The stereoselective oxidation of hydrocarbons represents one of the most significant advances in synthetic chemistry over the last fifty years1–3. Inspired by nature, chemists have developed enantioselective dihydroxylations, epoxidations, and other oxidations of unsaturated hydrocarbons. More recently, the catalytic enantioselective allylic C–H oxidation of alkenes has emerged as a powerful chemical strategy, streamlining the production of pharmaceuticals, natural products, fine chemicals and other functional materials4–7. Allylic functionalization provides a direct path to chiral synthons with a newly formed stereocenter from petrochemical feedstocks while preserving the olefin functionality as a handle for further elaboration. Various metal-based catalysts have been discovered for the enantioselective allylic C–H oxidation of simple alkenes with cyclic or terminal double bonds8–16. However, a general and selective allylic oxidation remains elusive with the more common internal alkenes. Here, we report the enantioselective, regioselective, and E/Z selective allylic oxidation of unactivated internal alkenes via a catalytic asymmetric hetero-ene reaction with a chalcogen-based oxidant.
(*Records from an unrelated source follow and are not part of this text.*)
//! Main execution engine - orchestrates a single workflow run

use crate::{
    core::{
        should_run, Event, PipelineVerdict, RunFailure, RunPhase, RunResult, RunState,
        TransitionError, WorkflowDefinition,
    },
    execution::{
        executor::CommandExecutor,
        provisioner::Provisioner,
        runner::StepRunner,
    },
};
use std::sync::Arc;
use tracing::{error, info, warn};
use uuid::Uuid;

/// Events that can occur during a run
#[derive(Debug, Clone)]
pub enum ExecutionEvent {
    RunStarted {
        run_id: Uuid,
        workflow_name: String,
        event: Event,
    },
    RunSkipped {
        run_id: Uuid,
        event: Event,
    },
    ProvisioningStarted {
        runtime_version: String,
    },
    ProvisioningFailed {
        error: String,
    },
    EnvironmentReady {
        runtime_version: String,
        working_directory: String,
    },
    StepStarted {
        step_index: usize,
        step_name: String,
        total_steps: usize,
    },
    StepFinished {
        result: RunResult,
    },
    RunCompleted {
        run_id: Uuid,
        phase: RunPhase,
    },
}

/// Type for event handlers
pub type EventHandler = Arc<dyn Fn(ExecutionEvent) + Send + Sync>;

/// Pipeline controller: trigger evaluation, provisioning, then the step runner
///
/// The engine holds no per-run state; every call to [`ExecutionEngine::execute`]
/// builds a fresh [`RunState`].
pub struct ExecutionEngine<E, P> {
    runner: StepRunner<E>,
    provisioner: P,
    event_handlers: Vec<EventHandler>,
}

impl<E: CommandExecutor, P: Provisioner> ExecutionEngine<E, P> {
    pub fn new(executor: E, provisioner: P) -> Self {
        Self {
            runner: StepRunner::new(executor),
            provisioner,
            event_handlers: Vec::new(),
        }
    }

    /// Add an event handler
    pub fn add_event_handler<F>(&mut self, handler: F)
    where
        F: Fn(ExecutionEvent) + Send + Sync + 'static,
    {
        self.event_handlers.push(Arc::new(handler));
    }

    /// Emit an event to all handlers
    fn emit_event(&self, event: ExecutionEvent) {
        for handler in &self.event_handlers {
            handler(event.clone());
        }
    }

    /// Run the workflow for `event` and produce its verdict
    pub async fn execute(
        &self,
        event: &Event,
        definition: &WorkflowDefinition,
    ) -> Result<PipelineVerdict, TransitionError> {
        let mut state = RunState::new(definition.step_count());
        let run_id = state.run_id;

        state.transition(RunPhase::Evaluating)?;
        self.emit_event(ExecutionEvent::RunStarted {
            run_id,
            workflow_name: definition.name.clone(),
            event: event.clone(),
        });

        if !should_run(event, definition) {
            info!("Event {} does not match triggers of {}, skipping", event, definition.name);
            state.transition(RunPhase::Skipped)?;
            self.emit_event(ExecutionEvent::RunSkipped {
                run_id,
                event: event.clone(),
            });
            return Ok(self.finish(definition, event, state));
        }

        info!("Starting workflow run: {} ({})", definition.name, run_id);
        state.transition(RunPhase::Provisioning)?;
        self.emit_event(ExecutionEvent::ProvisioningStarted {
            runtime_version: definition.job.runtime_version.clone(),
        });

        let env = match self.provisioner.provision(definition, event, run_id).await {
            Ok(env) => env,
            Err(e) => {
                error!("Provisioning failed for {}: {}", definition.name, e);
                self.emit_event(ExecutionEvent::ProvisioningFailed {
                    error: e.to_string(),
                });
                state.fail(RunFailure::Provisioning {
                    message: e.to_string(),
                })?;
                return Ok(self.finish(definition, event, state));
            }
        };

        state.transition(RunPhase::Running)?;
        self.emit_event(ExecutionEvent::EnvironmentReady {
            runtime_version: env.runtime_version.clone(),
            working_directory: env.working_directory.display().to_string(),
        });

        let emit = |e: ExecutionEvent| self.emit_event(e);
        state.results = self
            .runner
            .run_observed(&definition.job.steps, &env, &emit)
            .await;

        match state.results.iter().find(|r| !r.succeeded) {
            Some(failed) => {
                warn!(
                    "Workflow {} failed at step {} '{}'",
                    definition.name,
                    failed.step_index + 1,
                    failed.step_name
                );
                let failure = RunFailure::Step {
                    step_index: failed.step_index,
                    step_name: failed.step_name.clone(),
                    exit_code: failed.exit_code,
                };
                state.fail(failure)?;
            }
            None => state.transition(RunPhase::Succeeded)?,
        }

        Ok(self.finish(definition, event, state))
    }

    fn finish(&self, definition: &WorkflowDefinition, event: &Event, state: RunState) -> PipelineVerdict {
        info!(
            "Workflow run finished: {} - {:?}",
            definition.name, state.phase
        );
        self.emit_event(ExecutionEvent::RunCompleted {
            run_id: state.run_id,
            phase: state.phase,
        });
        PipelineVerdict::from_state(&definition.name, event, state)
    }
}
This method represents the first example of selectively converting unsymmetrical internal alkenes into allylic functionalized products with high stereoselectivity and regioselectivity. Stereospecific transformations of the multifunctional allylic oxidation products highlight the potential for rapidly converting internal alkenes into a broad range of enantioenriched structures that can be utilized in the synthesis of complex target molecules.